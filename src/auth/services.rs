use lazy_static::lazy_static;
use regex::Regex;
use tracing::{info, warn};

use super::{
    dto::{LoginRequest, RegisterRequest},
    password::{hash_password, verify_password},
};
use crate::{
    error::AppError,
    state::AppState,
    users::repo::{NewUser, User},
    validation::require_non_negative,
};

pub(crate) fn is_valid_email(email: &str) -> bool {
    lazy_static! {
        static ref EMAIL_RE: Regex = Regex::new(r"^[^@\s]+@[^@\s]+\.[^@\s]+$").unwrap();
    }
    EMAIL_RE.is_match(email)
}

fn normalize_email(email: &str) -> String {
    email.trim().to_lowercase()
}

fn validate_registration(req: &RegisterRequest) -> Result<(), AppError> {
    if !is_valid_email(&req.email) {
        return Err(AppError::validation("Invalid email"));
    }
    let username_len = req.username.chars().count();
    if !(3..=50).contains(&username_len) {
        return Err(AppError::validation(
            "username must be between 3 and 50 characters",
        ));
    }
    if req.password.chars().count() < 6 {
        return Err(AppError::validation(
            "password must be at least 6 characters",
        ));
    }
    require_non_negative("year", req.year)?;
    Ok(())
}

/// A user plus a freshly minted access token.
pub struct Session {
    pub user: User,
    pub token: String,
}

fn open_session(st: &AppState, user: User) -> Result<Session, AppError> {
    let token = st
        .keys
        .issue(user.id, &user.email, &user.username)
        .map_err(AppError::TokenSigning)?;
    Ok(Session { user, token })
}

pub async fn register(st: &AppState, mut req: RegisterRequest) -> Result<Session, AppError> {
    req.email = normalize_email(&req.email);
    req.username = req.username.trim().to_string();
    validate_registration(&req)?;

    // best effort; the unique indexes settle races
    if st
        .users
        .exists_by_email_or_username(&req.email, &req.username)
        .await?
    {
        warn!(email = %req.email, username = %req.username, "duplicate registration");
        return Err(AppError::Conflict(
            "User with this email or username already exists".into(),
        ));
    }

    let password_hash = hash_password(&req.password)?;
    let user = st
        .users
        .create(&NewUser {
            email: req.email,
            username: req.username,
            password_hash,
            first_name: req.first_name,
            last_name: req.last_name,
            program: req.program,
            year: req.year,
            advisor: req.advisor,
        })
        .await?;

    info!(user_id = user.id, username = %user.username, "user registered");
    open_session(st, user)
}

pub async fn login(st: &AppState, req: LoginRequest) -> Result<Session, AppError> {
    let email = normalize_email(&req.email);
    if !is_valid_email(&email) {
        return Err(AppError::validation("Invalid email"));
    }
    // not trimmed: whitespace is a legal password character
    if req.password.is_empty() {
        return Err(AppError::validation("password is required"));
    }

    let Some(user) = st.users.find_by_email(&email).await? else {
        warn!(email = %email, "login unknown email");
        return Err(AppError::InvalidCredentials);
    };

    if !verify_password(&req.password, &user.password_hash) {
        warn!(user_id = user.id, "login invalid password");
        return Err(AppError::InvalidCredentials);
    }

    info!(user_id = user.id, "user logged in");
    open_session(st, user)
}

#[cfg(test)]
mod tests {
    use super::*;

    fn alice() -> RegisterRequest {
        RegisterRequest {
            email: "  A@X.com ".into(),
            username: "alice".into(),
            password: "secret1".into(),
            first_name: "Alice".into(),
            last_name: "Liddell".into(),
            program: "PhD".into(),
            year: 2,
            advisor: "Dodgson".into(),
        }
    }

    #[test]
    fn email_format() {
        assert!(is_valid_email("a@x.com"));
        assert!(is_valid_email("first.last+tag@uni.example.edu"));
        assert!(!is_valid_email("a@x"));
        assert!(!is_valid_email("no-at.example.com"));
        assert!(!is_valid_email("a b@x.com"));
    }

    #[tokio::test]
    async fn register_normalizes_and_issues_token() {
        let st = AppState::fake();
        let session = register(&st, alice()).await.expect("register");
        assert_eq!(session.user.email, "a@x.com");
        assert_ne!(session.user.password_hash, "secret1");

        let claims = st.keys.verify(&session.token).expect("token verifies");
        assert_eq!(claims.user_id, session.user.id);
        assert_eq!(claims.username, "alice");
    }

    #[tokio::test]
    async fn profile_fields_are_optional_at_registration() {
        let st = AppState::fake();
        let req: RegisterRequest = serde_json::from_str(
            r#"{"email":"a@x.com","username":"alice","password":"secret1"}"#,
        )
        .unwrap();
        let session = register(&st, req).await.expect("register");
        assert_eq!(session.user.first_name, "");
        assert_eq!(session.user.last_name, "");
        assert_eq!(session.user.year, 0);
    }

    #[tokio::test]
    async fn duplicate_email_or_username_conflicts() {
        let st = AppState::fake();
        register(&st, alice()).await.unwrap();

        let mut same_username = alice();
        same_username.email = "other@x.com".into();
        assert!(matches!(
            register(&st, same_username).await,
            Err(AppError::Conflict(_))
        ));

        let mut same_email = alice();
        same_email.username = "alice2".into();
        assert!(matches!(
            register(&st, same_email).await,
            Err(AppError::Conflict(_))
        ));
    }

    #[tokio::test]
    async fn registration_input_is_validated() {
        let st = AppState::fake();
        let cases: [fn(&mut RegisterRequest); 4] = [
            |r| r.email = "nope".into(),
            |r| r.username = "al".into(),
            |r| r.password = "12345".into(),
            |r| r.year = -1,
        ];
        for mutate in cases {
            let mut req = alice();
            mutate(&mut req);
            assert!(matches!(
                register(&st, req).await,
                Err(AppError::Validation(_))
            ));
        }
    }

    #[tokio::test]
    async fn login_checks_password() {
        let st = AppState::fake();
        register(&st, alice()).await.unwrap();

        let ok = login(
            &st,
            LoginRequest {
                email: "A@x.com".into(),
                password: "secret1".into(),
            },
        )
        .await
        .expect("login");
        assert_eq!(ok.user.username, "alice");

        let bad = login(
            &st,
            LoginRequest {
                email: "a@x.com".into(),
                password: "secret2".into(),
            },
        )
        .await;
        assert!(matches!(bad, Err(AppError::InvalidCredentials)));

        let unknown = login(
            &st,
            LoginRequest {
                email: "z@x.com".into(),
                password: "secret1".into(),
            },
        )
        .await;
        assert!(matches!(unknown, Err(AppError::InvalidCredentials)));

        let empty = login(
            &st,
            LoginRequest {
                email: "a@x.com".into(),
                password: String::new(),
            },
        )
        .await;
        assert!(matches!(empty, Err(AppError::Validation(_))));
    }
}
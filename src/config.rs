use std::{fmt, net::SocketAddr, str::FromStr};

use anyhow::Context;
use sqlx::postgres::{PgConnectOptions, PgSslMode};

#[derive(Clone)]
pub struct JwtConfig {
    pub secret: String,
    pub ttl_minutes: i64,
}

impl fmt::Debug for JwtConfig {
    fn fmt(&self, f: &mut fmt::Formatter<'_>) -> fmt::Result {
        f.debug_struct("JwtConfig")
            .field("secret", &"<redacted>")
            .field("ttl_minutes", &self.ttl_minutes)
            .finish()
    }
}

/// Connection settings. `url` wins over the individual parts when present.
#[derive(Debug, Clone)]
pub struct DatabaseConfig {
    pub url: Option<String>,
    pub host: String,
    pub port: u16,
    pub user: String,
    pub password: String,
    pub name: String,
    pub ssl_mode: String,
    pub max_connections: u32,
}

impl DatabaseConfig {
    pub fn connect_options(&self) -> anyhow::Result<PgConnectOptions> {
        if let Some(url) = &self.url {
            return url.parse().context("parse DATABASE_URL");
        }
        let ssl_mode = PgSslMode::from_str(&self.ssl_mode)
            .with_context(|| format!("invalid DB_SSLMODE {:?}", self.ssl_mode))?;
        Ok(PgConnectOptions::new()
            .host(&self.host)
            .port(self.port)
            .username(&self.user)
            .password(&self.password)
            .database(&self.name)
            .ssl_mode(ssl_mode))
    }
}

#[derive(Debug, Clone)]
pub struct AppConfig {
    pub database: DatabaseConfig,
    pub jwt: JwtConfig,
    pub host: String,
    pub port: u16,
    pub cors_origins: Vec<String>,
}

const MAX_TTL_MINUTES: i64 = 365 * 24 * 60;
const DEFAULT_CORS_ORIGINS: &str = "http://localhost:3000,http://localhost:5173";

impl AppConfig {
    pub fn from_env() -> anyhow::Result<Self> {
        Self::from_lookup(|key| std::env::var(key).ok())
    }

    /// Builds the config from an arbitrary key lookup; empty values count as unset.
    pub fn from_lookup<F>(lookup: F) -> anyhow::Result<Self>
    where
        F: Fn(&str) -> Option<String>,
    {
        let get = |key: &str| lookup(key).filter(|v| !v.trim().is_empty());
        let or = |key: &str, default: &str| get(key).unwrap_or_else(|| default.to_string());

        let database = DatabaseConfig {
            url: get("DATABASE_URL"),
            host: or("DB_HOST", "localhost"),
            port: parse_or(get("DB_PORT"), "DB_PORT", 5432)?,
            user: or("DB_USER", "postgres"),
            password: or("DB_PASSWORD", ""),
            name: or("DB_NAME", "academiaflow"),
            ssl_mode: or("DB_SSLMODE", "disable"),
            max_connections: parse_or(get("DB_MAX_CONNECTIONS"), "DB_MAX_CONNECTIONS", 10)?,
        };

        let jwt = JwtConfig {
            secret: get("JWT_SECRET").context("JWT_SECRET must be set")?,
            ttl_minutes: parse_or(get("JWT_TTL_MINUTES"), "JWT_TTL_MINUTES", 24 * 60)?,
        };
        anyhow::ensure!(jwt.ttl_minutes > 0, "JWT_TTL_MINUTES must be positive");
        anyhow::ensure!(
            jwt.ttl_minutes <= MAX_TTL_MINUTES,
            "JWT_TTL_MINUTES must be at most {MAX_TTL_MINUTES} (one year)"
        );

        let cors_origins = or("CORS_ORIGINS", DEFAULT_CORS_ORIGINS)
            .split(',')
            .map(|s| s.trim().to_string())
            .filter(|s| !s.is_empty())
            .collect();

        Ok(Self {
            database,
            jwt,
            host: or("APP_HOST", "0.0.0.0"),
            port: parse_or(get("APP_PORT"), "APP_PORT", 8080)?,
            cors_origins,
        })
    }

    pub fn listen_addr(&self) -> anyhow::Result<SocketAddr> {
        format!("{}:{}", self.host, self.port)
            .parse()
            .with_context(|| format!("invalid listen address {}:{}", self.host, self.port))
    }
}

fn parse_or<T>(raw: Option<String>, key: &str, default: T) -> anyhow::Result<T>
where
    T: FromStr,
    T::Err: std::error::Error + Send + Sync + 'static,
{
    match raw {
        Some(v) => v
            .trim()
            .parse()
            .with_context(|| format!("{key} has invalid value {v:?}")),
        None => Ok(default),
    }
}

□ □ □ □ □ □ □

YOUR GOAL |
Return the entries exactly through the "fn normalize_email(email: &str)" line.

SOLUTION TO THIS TASK |
filename src/auth/services.rs
use lazy_static::lazy_static;
use regex::Regex;
use tracing::{info, warn};

use super::{
    dto::{LoginRequest, RegisterRequest},
    password::{hash_password, verify_password},
};
use crate::{
    error::AppError,
    state::AppState,
    users::repo::{NewUser, User},
    validation::require_non_negative,
};

pub(crate) fn is_valid_email(email: &str) -> bool {
    lazy_static! {
        static ref EMAIL_RE: Regex = Regex::new(r"^[^@\s]+@[^@\s]+\.[^@\s]+$").unwrap();
    }
    EMAIL_RE.is_match(email)
}

fn normalize_email(email: &str) -> String {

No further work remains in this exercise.